Responding to your insights about our WRs 'slights'

3/30/2008 - NFL
Pittsburgh's Lynn Swann (left), Oakland's Fred Biletnikoff (center) and Buffalo's Andre Reed (right) were among the receiving greats many readers felt needed inclusion on ESPN.com's 10 greatest list. Getty Images

Randy Moss and Michael Irvin ranked too high.

Cris Carter and Marvin Harrison ranked too low.

Lance Alworth, Tim Brown, Andre Reed, Art Monk and -- fill in the name of your favorite wideout -- deserved a spot on ESPN.com's list of 10 greatest receivers.

Those were recurring themes among the more than 3,000 comments posted during the first 48 hours after publication.

ESPN.com's list drew from the insights and rankings of seven expert panelists, and yet no single panelist would have endorsed the final composite list. Jerry Rice, Randy Moss, Don Hutson, Irvin, Paul Warfield, Charley Taylor, Steve Largent, Cris Carter, Terrell Owens and Harrison made the list even though Rice was the only receiver to appear in every panelist's rankings.

Singling out 10 receivers meant leaving out at least 16 members of the Pro Football Hall of Fame, each with a legitimate claim for consideration.

This is what we call a conversation starter.

We hereby dedicate the remainder of this column to issues raised by those who left comments (comments edited for clarity, punctuation and length).

Comment No. 1: Marvin Harrison is vastly underrated on this list.

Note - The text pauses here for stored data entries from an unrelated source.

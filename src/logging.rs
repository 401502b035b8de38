//! Diagnostic logging setup.
//!
//! Logs go to stderr so stdout stays clean for progress lines and
//! `plan --json`. `RUST_LOG` wins over the configured level.

use crate::config::LoggingConfig;

/// Install the global `tracing` subscriber.
///
/// Calling this more than once is harmless; later calls are ignored.
pub fn init_logging(config: &LoggingConfig) {
    use tracing_subscriber::{EnvFilter, fmt};

    let env_filter =
        EnvFilter::try_from_default_env().unwrap_or_else(|_| EnvFilter::new(&config.level));

    if config.json {
        let subscriber = fmt::Subscriber::builder()
            .with_env_filter(env_filter)
            .with_writer(std::io::stderr)
            .json()
            .finish();
        tracing::subscriber::set_global_default(subscriber).ok();
    } else {
        let subscriber = fmt::Subscriber::builder()
            .with_env_filter(env_filter)
            .with_writer(std::io::stderr)
            .with_target(false)
            .finish();
        tracing::subscriber::set_global_default(subscriber).ok();
    }
}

He has better stats than Randy Moss.

While all the great receivers impressed on the stat sheet, panelists discounted numbers as a primary tool for differentiating among the greats.

When panelists did consider stats, they often valued yards per reception and touchdowns. Moss holds up well by those measures, even though he hasn't always played with great quarterbacks.

Moss has averaged 15.8 yards per reception and 12.4 touchdowns per season over his 10-year career. Harrison has averaged 13.4 yards per catch and 10.25 touchdowns per season over his 12-year career. Harrison has never averaged better than 14.5 yards per catch.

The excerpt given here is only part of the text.